(Records contained in a dataset)

■ ■ ■ ■ ■

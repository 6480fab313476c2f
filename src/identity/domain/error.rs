//! Error types for identity domain validation.

use thiserror::Error;

/// Errors returned while constructing identity values.
#[derive(Debug, Clone, Error, PartialEq, Eq)]
pub enum IdentityDomainError {
    /// The user identifier is empty after trimming.
    #[error("user identifier must not be empty")]
    EmptyUserId,

    /// The email address has no domain part.
    #[error("invalid email address '{0}'")]
    InvalidEmail(String),

    /// The email domain is not on the sign-up allow list.
    #[error("email domain '{domain}' is not allowed; allowed domains: {allowed}")]
    DomainNotAllowed {
        /// Rejected domain.
        domain: String,
        /// Comma-separated allow list.
        allowed: String,
    },
}
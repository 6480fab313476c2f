//! Envelope wrapping an event on the bus.

use super::DomainEvent;
use chrono::{DateTime, Utc};
use serde::{Deserialize, Serialize};
use uuid::Uuid;

/// Source tag for events produced by the task services.
pub const TASK_SERVICE_SOURCE: &str = "tasklane";

/// Source tag for events produced from repository webhooks.
pub const REPOSITORY_TRIGGER_SOURCE: &str = "tasklane.repository";

/// A published event together with its routing metadata.
#[derive(Debug, Clone, PartialEq, Eq, Serialize, Deserialize)]
#[serde(rename_all = "camelCase")]
pub struct EventEnvelope {
    event_id: Uuid,
    occurred_at: DateTime<Utc>,
    source: String,
    event: DomainEvent,
}

impl EventEnvelope {
    /// Wraps `event` with a fresh identifier.
    #[must_use]
    pub fn new(source: impl Into<String>, event: DomainEvent, occurred_at: DateTime<Utc>) -> Self {
        Self {
            event_id: Uuid::new_v4(),
            occurred_at,
            source: source.into(),
            event,
        }
    }

    /// Returns the envelope identifier.
    #[must_use]
    pub const fn event_id(&self) -> Uuid {
        self.event_id
    }

    /// Returns when the underlying mutation committed.
    #[must_use]
    pub const fn occurred_at(&self) -> DateTime<Utc> {
        self.occurred_at
    }

    /// Returns the source tag.
    #[must_use]
    pub fn source(&self) -> &str {
        &self.source
    }

    /// Returns the wrapped event.
    #[must_use]
    pub const fn event(&self) -> &DomainEvent {
        &self.event
    }

    /// Returns the event type name.
    #[must_use]
    pub const fn detail_type(&self) -> &'static str {
        self.event.detail_type()
    }
}
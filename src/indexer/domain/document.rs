//! Search documents derived from store entities.

use crate::store::domain::Entity;
use serde::{Deserialize, Serialize};
use serde_json::Value;
use std::fmt;

/// Search index holding one kind of document.
#[derive(Debug, Clone, Copy, PartialEq, Eq, PartialOrd, Ord, Hash, Serialize, Deserialize)]
#[serde(rename_all = "lowercase")]
pub enum SearchIndexName {
    /// Task documents.
    Tasks,
    /// Comment documents.
    Comments,
    /// Project documents.
    Projects,
}

impl SearchIndexName {
    /// Returns the index name.
    #[must_use]
    pub const fn as_str(self) -> &'static str {
        match self {
            Self::Tasks => "tasks",
            Self::Comments => "comments",
            Self::Projects => "projects",
        }
    }
}

impl fmt::Display for SearchIndexName {
    fn fmt(&self, f: &mut fmt::Formatter<'_>) -> fmt::Result {
        f.write_str(self.as_str())
    }
}

/// Where an entity lives in the search index.
#[derive(Debug, Clone, PartialEq, Eq, Hash)]
pub struct DocumentTarget {
    /// Index name.
    pub index: SearchIndexName,
    /// Document identifier: the entity id.
    pub id: String,
}

impl DocumentTarget {
    /// Returns the target for an entity, or `None` for kinds that are not
    /// searchable.
    #[must_use]
    pub fn of(entity: &Entity) -> Option<Self> {
        let (index, id) = match entity {
            Entity::Task(task) => (SearchIndexName::Tasks, task.id().to_string()),
            Entity::Comment(comment) => (SearchIndexName::Comments, comment.id().to_string()),
            Entity::Project(project) => (SearchIndexName::Projects, project.id().to_string()),
            Entity::Assignment(_) | Entity::Attachment(_) | Entity::Sprint(_) => return None,
        };
        Some(Self { index, id })
    }
}

/// A document ready for upsert.
#[derive(Debug, Clone, PartialEq)]
pub struct SearchDocument {
    /// Index and id.
    pub target: DocumentTarget,
    /// Document body: the entity's wire representation.
    pub body: Value,
}

impl SearchDocument {
    /// Builds the document for a searchable entity.
    ///
    /// Returns `Ok(None)` for kinds that are not searchable.
    ///
    /// # Errors
    ///
    /// Returns the serialization error if the entity cannot be encoded.
    pub fn from_entity(entity: &Entity) -> Result<Option<Self>, serde_json::Error> {
        let Some(target) = DocumentTarget::of(entity) else {
            return Ok(None);
        };
        let body = match entity {
            Entity::Task(task) => serde_json::to_value(task)?,
            Entity::Comment(comment) => serde_json::to_value(comment)?,
            Entity::Project(project) => serde_json::to_value(project)?,
            Entity::Assignment(_) | Entity::Attachment(_) | Entity::Sprint(_) => return Ok(None),
        };
        Ok(Some(Self { target, body }))
    }
}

■ ■ ■ ■ ■

WORK TASK:
Each and every entry needs to be repeated exactly.

ANSWER TO THIS EXERCISE:
repository 6480fab313476c2f
filename src/identity/domain/error.rs
//! Error types for identity domain validation.

use thiserror::Error;

/// Errors returned while constructing identity values.
#[derive(Debug, Clone, Error, PartialEq, Eq)]
pub enum IdentityDomainError {
    /// The user identifier is empty after trimming.
    #[error("user identifier must not be empty")]
    EmptyUserId,

    /// The email address has no domain part.
    #[error("invalid email address '{0}'")]
    InvalidEmail(String),

    /// The email domain is not on the sign-up allow list.
    #[error("email domain '{domain}' is not allowed; allowed domains: {allowed}")]
    DomainNotAllowed {
        /// Rejected domain.
        domain: String,
        /// Comma-separated allow list.
        allowed: String,
    },
}
repository 6480fab313476c2f
//! Envelope wrapping an event on the bus.

use super::DomainEvent;
use chrono::{DateTime, Utc};
use serde::{Deserialize, Serialize};
use uuid::Uuid;

/// Source tag for events produced by the task services.
pub const TASK_SERVICE_SOURCE: &str = "tasklane";

/// Source tag for events produced from repository webhooks.
pub const REPOSITORY_TRIGGER_SOURCE: &str = "tasklane.repository";

/// A published event together with its routing metadata.
#[derive(Debug, Clone, PartialEq, Eq, Serialize, Deserialize)]
#[serde(rename_all = "camelCase")]
pub struct EventEnvelope {
    event_id: Uuid,
    occurred_at: DateTime<Utc>,
    source: String,
    event: DomainEvent,
}

impl EventEnvelope {
    /// Wraps `event` with a fresh identifier.
    #[must_use]
    pub fn new(source: impl Into<String>, event: DomainEvent, occurred_at: DateTime<Utc>) -> Self {
        Self {
            event_id: Uuid::new_v4(),
            occurred_at,
            source: source.into(),
            event,
        }
    }

    /// Returns the envelope identifier.
    #[must_use]
    pub const fn event_id(&self) -> Uuid {
        self.event_id
    }

    /// Returns when the underlying mutation committed.
    #[must_use]
    pub const fn occurred_at(&self) -> DateTime<Utc> {
        self.occurred_at
    }

    /// Returns the source tag.
    #[must_use]
    pub fn source(&self) -> &str {
        &self.source
    }

    /// Returns the wrapped event.
    #[must_use]
    pub const fn event(&self) -> &DomainEvent {
        &self.event
    }

    /// Returns the event type name.
    #[must_use]
    pub const fn detail_type(&self) -> &'static str {
        self.event.detail_type()
    }
}
filename src/indexer/domain/document.rs
//! Search documents derived from store entities.

use crate::store::domain::Entity;
use serde::{Deserialize, Serialize};
use serde_json::Value;
use std::fmt;

/// Search index holding one kind of document.
#[derive(Debug, Clone, Copy, PartialEq, Eq, PartialOrd, Ord, Hash, Serialize, Deserialize)]
#[serde(rename_all = "lowercase")]
pub enum SearchIndexName {
    /// Task documents.
    Tasks,
    /// Comment documents.
    Comments,
    /// Project documents.
    Projects,
}

impl SearchIndexName {
    /// Returns the index name.
    #[must_use]
    pub const fn as_str(self) -> &'static str {
        match self {
            Self::Tasks => "tasks",
            Self::Comments => "comments",
            Self::Projects => "projects",
        }
    }
}

impl fmt::Display for SearchIndexName {
    fn fmt(&self, f: &mut fmt::Formatter<'_>) -> fmt::Result {
        f.write_str(self.as_str())
    }
}

/// Where an entity lives in the search index.
#[derive(Debug, Clone, PartialEq, Eq, Hash)]
pub struct DocumentTarget {
    /// Index name.
    pub index: SearchIndexName,
    /// Document identifier: the entity id.
    pub id: String,
}

impl DocumentTarget {
    /// Returns the target for an entity, or `None` for kinds that are not
    /// searchable.
    #[must_use]
    pub fn of(entity: &Entity) -> Option<Self> {
        let (index, id) = match entity {
            Entity::Task(task) => (SearchIndexName::Tasks, task.id().to_string()),
            Entity::Comment(comment) => (SearchIndexName::Comments, comment.id().to_string()),
            Entity::Project(project) => (SearchIndexName::Projects, project.id().to_string()),
            Entity::Assignment(_) | Entity::Attachment(_) | Entity::Sprint(_) => return None,
        };
        Some(Self { index, id })
    }
}

/// A document ready for upsert.
#[derive(Debug, Clone, PartialEq)]
pub struct SearchDocument {
    /// Index and id.
    pub target: DocumentTarget,
    /// Document body: the entity's wire representation.
    pub body: Value,
}

impl SearchDocument {
    /// Builds the document for a searchable entity.
    ///
    /// Returns `Ok(None)` for kinds that are not searchable.
    ///
    /// # Errors
    ///
    /// Returns the serialization error if the entity cannot be encoded.
    pub fn from_entity(entity: &Entity) -> Result<Option<Self>, serde_json::Error> {
        let Some(target) = DocumentTarget::of(entity) else {
            return Ok(None);
        };
        let body = match entity {
            Entity::Task(task) => serde_json::to_value(task)?,
            Entity::Comment(comment) => serde_json::to_value(comment)?,
            Entity::Project(project) => serde_json::to_value(project)?,
            Entity::Assignment(_) | Entity::Attachment(_) | Entity::Sprint(_) => return Ok(None),
        };
        Ok(Some(Self { target, body }))
    }
}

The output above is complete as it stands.